After trying for three years to have a baby, South Florida couple Anthony and Andrea Temperino found out there was a major fertility problem, but it wasn’t with Andrea, it was with Anthony. After a simple test, doctors found his sperm count was zero.
“I was very embarrassed by the whole situation,” said Anthony.
“When we first found out we couldn’t have children we didn’t talk about it with anybody,” said Andrea.
The Temperino’s met with Pembroke Pines infertility specialist Dr. Ellen Wood, who discovered that Anthony had a thyroid problem which affected his sperm.

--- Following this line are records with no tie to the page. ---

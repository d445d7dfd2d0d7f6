//! Brew & Bites storefront library.
//!
//! This crate provides the café ordering site as a library, allowing the
//! router to be tested in-process and reused by the binary.

#![cfg_attr(not(test), forbid(unsafe_code))]

pub mod config;
pub mod error;
pub mod middleware;
pub mod models;
pub mod routes;
pub mod services;
pub mod state;

use std::time::Duration;

use axum::{Router, extract::State, http::StatusCode, routing::get};
use tower_http::services::ServeDir;
use tower_http::trace::{DefaultOnResponse, OnResponse, TraceLayer};
use tracing::Span;

use crate::state::AppState;

/// Directory static assets are served from, relative to the workspace root.
pub const STATIC_DIR: &str = "crates/storefront/static";

/// Build the storefront router with its full middleware stack.
///
/// Sessions live in a fresh in-memory store owned by the returned router.
#[must_use]
pub fn app(state: AppState) -> Router {
    let session_layer = middleware::create_session_layer(state.config());

    Router::new()
        .route("/health", get(health))
        .route("/health/ready", get(readiness))
        .merge(routes::routes())
        .nest_service("/static", ServeDir::new(STATIC_DIR))
        .layer(session_layer)
        .layer(axum::middleware::from_fn(middleware::request_id_middleware))
        .layer(
            TraceLayer::new_for_http()
                .make_span_with(|request: &axum::http::Request<_>| {
                    tracing::info_span!(
                        "http_request",
                        method = %request.method(),
                        uri = %request.uri(),
                        request_id = tracing::field::Empty,
                        status = tracing::field::Empty,
                        latency_ms = tracing::field::Empty,
                    )
                })
                .on_response(
                    |response: &axum::http::Response<_>, latency: Duration, span: &Span| {
                        span.record("status", response.status().as_u16());
                        span.record(
                            "latency_ms",
                            u64::try_from(latency.as_millis()).unwrap_or(u64::MAX),
                        );
                        DefaultOnResponse::default().on_response(response, latency, span);
                    },
                ),
        )
        .with_state(state)
        // Sentry layers (outermost for full request coverage)
        .layer(sentry_tower::NewSentryLayer::new_from_top())
        .layer(sentry_tower::SentryHttpLayer::new().enable_transaction())
}

/// Liveness health check endpoint.
///
/// Returns "ok" if the server is running.
async fn health() -> &'static str {
    "ok"
}

/// Readiness health check endpoint.
///
/// Returns 503 Service Unavailable until the menu has products to sell.
async fn readiness(State(state): State<AppState>) -> StatusCode {
    if state.catalog().is_empty() {
        StatusCode::SERVICE_UNAVAILABLE
    } else {
        StatusCode::OK
    }
}
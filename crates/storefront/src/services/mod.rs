//! Business logic services for storefront.
//!
//! # Services
//!
//! - `payment` - Simulated payment processing with a re-entrancy guard

pub mod payment;

pub use payment::{PaymentError, PaymentService};
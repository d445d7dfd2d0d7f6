//! Newtype IDs for type-safe entity references.
//!
//! Product IDs are catalog-assigned slugs (`"espresso"`, `"cold_brew"`), while
//! checkout IDs are generated per checkout snapshot. Keeping them as distinct
//! types prevents passing one where the other is expected.

use serde::{Deserialize, Serialize};
use uuid::Uuid;

/// Catalog product identifier.
///
/// Line items in a cart are keyed by the ID of the product they were created
/// from, so this doubles as the line item key.
#[derive(Debug, Clone, PartialEq, Eq, Hash, PartialOrd, Ord, Serialize, Deserialize)]
#[serde(transparent)]
pub struct ProductId(String);

impl ProductId {
    /// Create a new product ID.
    #[must_use]
    pub fn new(id: impl Into<String>) -> Self {
        Self(id.into())
    }

    /// Get the underlying string value.
    #[must_use]
    pub fn as_str(&self) -> &str {
        &self.0
    }
}

impl ::core::fmt::Display for ProductId {
    fn fmt(&self, f: &mut ::core::fmt::Formatter<'_>) -> ::core::fmt::Result {
        f.write_str(&self.0)
    }
}

impl From<&str> for ProductId {
    fn from(id: &str) -> Self {
        Self(id.to_string())
    }
}

impl From<String> for ProductId {
    fn from(id: String) -> Self {
        Self(id)
    }
}

impl AsRef<str> for ProductId {
    fn as_ref(&self) -> &str {
        &self.0
    }
}

/// Identifier of a single checkout attempt.
///
/// A fresh ID is minted every time a checkout snapshot is taken, so two
/// visits to the checkout page with the same cart are still distinct
/// transactions.
#[derive(Debug, Clone, Copy, PartialEq, Eq, Hash, Serialize, Deserialize)]
#[serde(transparent)]
pub struct CheckoutId(Uuid);

impl CheckoutId {
    /// Generate a new random checkout ID.
    #[must_use]
    pub fn generate() -> Self {
        Self(Uuid::new_v4())
    }

    /// Wrap an existing UUID.
    #[must_use]
    pub const fn from_uuid(id: Uuid) -> Self {
        Self(id)
    }

    /// Short, human-readable order number derived from this ID.
    ///
    /// Format: `BB-` followed by the first eight hex digits, upper-cased.
    #[must_use]
    pub fn order_number(&self) -> String {
        let simple = self.0.simple().to_string();
        let prefix: String = simple.chars().take(8).collect();
        format!("BB-{}", prefix.to_uppercase())
    }
}

impl ::core::fmt::Display for CheckoutId {
    fn fmt(&self, f: &mut ::core::fmt::Formatter<'_>) -> ::core::fmt::Result {
        write!(f, "{}", self.0)
    }
}

#[cfg(test)]
mod tests {
    use super::*;

    #[test]
    fn test_product_id_display_and_conversions() {
        let id = ProductId::from("cold_brew");
        assert_eq!(id.to_string(), "cold_brew");
        assert_eq!(id.as_str(), "cold_brew");
        assert_eq!(id, ProductId::new(String::from("cold_brew")));
    }

    #[test]
    fn test_product_id_serializes_transparently() {
        let id = ProductId::from("latte");
        let json = serde_json::to_string(&id).expect("serialize");
        assert_eq!(json, "\"latte\"");
    }

    #[test]
    fn test_checkout_ids_are_unique() {
        assert_ne!(CheckoutId::generate(), CheckoutId::generate());
    }

    #[test]
    fn test_order_number_format() {
        let uuid = Uuid::parse_str("1a2b3c4d-0000-4000-8000-000000000000").expect("valid uuid");
        let id = CheckoutId::from_uuid(uuid);
        assert_eq!(id.order_number(), "BB-1A2B3C4D");
    }
}
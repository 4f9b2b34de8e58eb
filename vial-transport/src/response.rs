//! Typed access to a single response report

use crate::codec::{self, Endian};
use crate::unpack::{self, UnpackError};

/// One response report (report ID already stripped)
#[derive(Debug, Clone, PartialEq, Eq)]
pub struct Response {
    data: Vec<u8>,
}

impl Response {
    pub fn new(data: Vec<u8>) -> Self {
        Self { data }
    }

    /// Raw response bytes
    pub fn bytes(&self) -> &[u8] {
        &self.data
    }

    pub fn into_bytes(self) -> Vec<u8> {
        self.data
    }

    pub fn len(&self) -> usize {
        self.data.len()
    }

    pub fn is_empty(&self) -> bool {
        self.data.is_empty()
    }

    pub fn u8_at(&self, index: usize) -> Result<u8, UnpackError> {
        self.data.get(index).copied().ok_or(UnpackError::TooShort {
            needed: index + 1,
            got: self.data.len(),
        })
    }

    pub fn u16_at(&self, offset: usize, endian: Endian) -> Result<u16, UnpackError> {
        codec::read_u16(&self.data, offset, endian).ok_or(UnpackError::TooShort {
            needed: offset + 2,
            got: self.data.len(),
        })
    }

    pub fn u32_at(&self, offset: usize, endian: Endian) -> Result<u32, UnpackError> {
        codec::read_u32(&self.data, offset, endian).ok_or(UnpackError::TooShort {
            needed: offset + 4,
            got: self.data.len(),
        })
    }

    /// Whole report as consecutive u16 words
    pub fn u16_array(&self, endian: Endian) -> Vec<u16> {
        self.data
            .chunks_exact(2)
            .map(|w| match endian {
                Endian::Little => u16::from_le_bytes([w[0], w[1]]),
                Endian::Big => u16::from_be_bytes([w[0], w[1]]),
            })
            .collect()
    }

    /// Decode all fields described by `format`
    pub fn unpack(&self, format: &str) -> Result<Vec<u64>, UnpackError> {
        unpack::unpack(format, &self.data)
    }

    /// Decode `format` and return the field at `index`
    pub fn unpack_at(&self, format: &str, index: usize) -> Result<u64, UnpackError> {
        let values = self.unpack(format)?;
        values.get(index).copied().ok_or(UnpackError::NoSuchField {
            index,
            len: values.len(),
        })
    }
}

impl From<Vec<u8>> for Response {
    fn from(data: Vec<u8>) -> Self {
        Self::new(data)
    }
}

impl AsRef<[u8]> for Response {
    fn as_ref(&self) -> &[u8] {
        &self.data
    }
}

#[cfg(test)]
mod tests {
    use super::*;

    #[test]
    fn typed_accessors() {
        let resp = Response::new(vec![0x01, 0x00, 0x09, 0x78, 0x56, 0x34, 0x12]);
        assert_eq!(resp.u8_at(0).unwrap(), 0x01);
        assert_eq!(resp.u16_at(1, Endian::Big).unwrap(), 0x0009);
        assert_eq!(resp.u32_at(3, Endian::Little).unwrap(), 0x12345678);
        assert_eq!(resp.unpack_at("B>H", 1).unwrap(), 9);
        assert!(resp.u8_at(7).is_err());
        assert_eq!(
            resp.unpack_at("B", 1),
            Err(UnpackError::NoSuchField { index: 1, len: 1 })
        );
    }

    #[test]
    fn word_array_drops_odd_tail() {
        let resp = Response::new(vec![0x00, 0x01, 0xFF, 0xFF, 0x07]);
        assert_eq!(resp.u16_array(Endian::Little), vec![0x0100, 0xFFFF]);
        assert_eq!(resp.u16_array(Endian::Big), vec![0x0001, 0xFFFF]);
    }
}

With a few changes in his diet and lifestyle, doctors were able to extract viable sperm from Anthony and join it with his wife’s egg, which was then implanted back in Andrea.
The result was a healthy baby boy named Ayden, who is now four months old.
“Every child is a miracle, but these children are real miracles they wouldn’t be here if not for the doctors and technology,” said Anthony.
Dr. Wood says over the past 30 years male infertility has been steadily on the rise. Forty percent of her female clients are infertile, another 40 percent of her male patients are infertile, and the other 20 percent, both the male and female couples are having problems.
“There’s speculation that the plastic bottles and the lining of cans can leak estrogen into the environment and those estrogens could affect certain males,” said Dr. Wood.
In the Temperino’s case, changing his diet to all organic did the trick.
“The interesting thing about male infertility is there are certain toxins that affect certain men,” said Dr. Wood.
Infertility treatments can be expensive.
If not covered by insurance, procedures can cost anywhere from 16 to 25 thousand dollars, depending on the test or treatment.
IVF is responsible for 4 million births.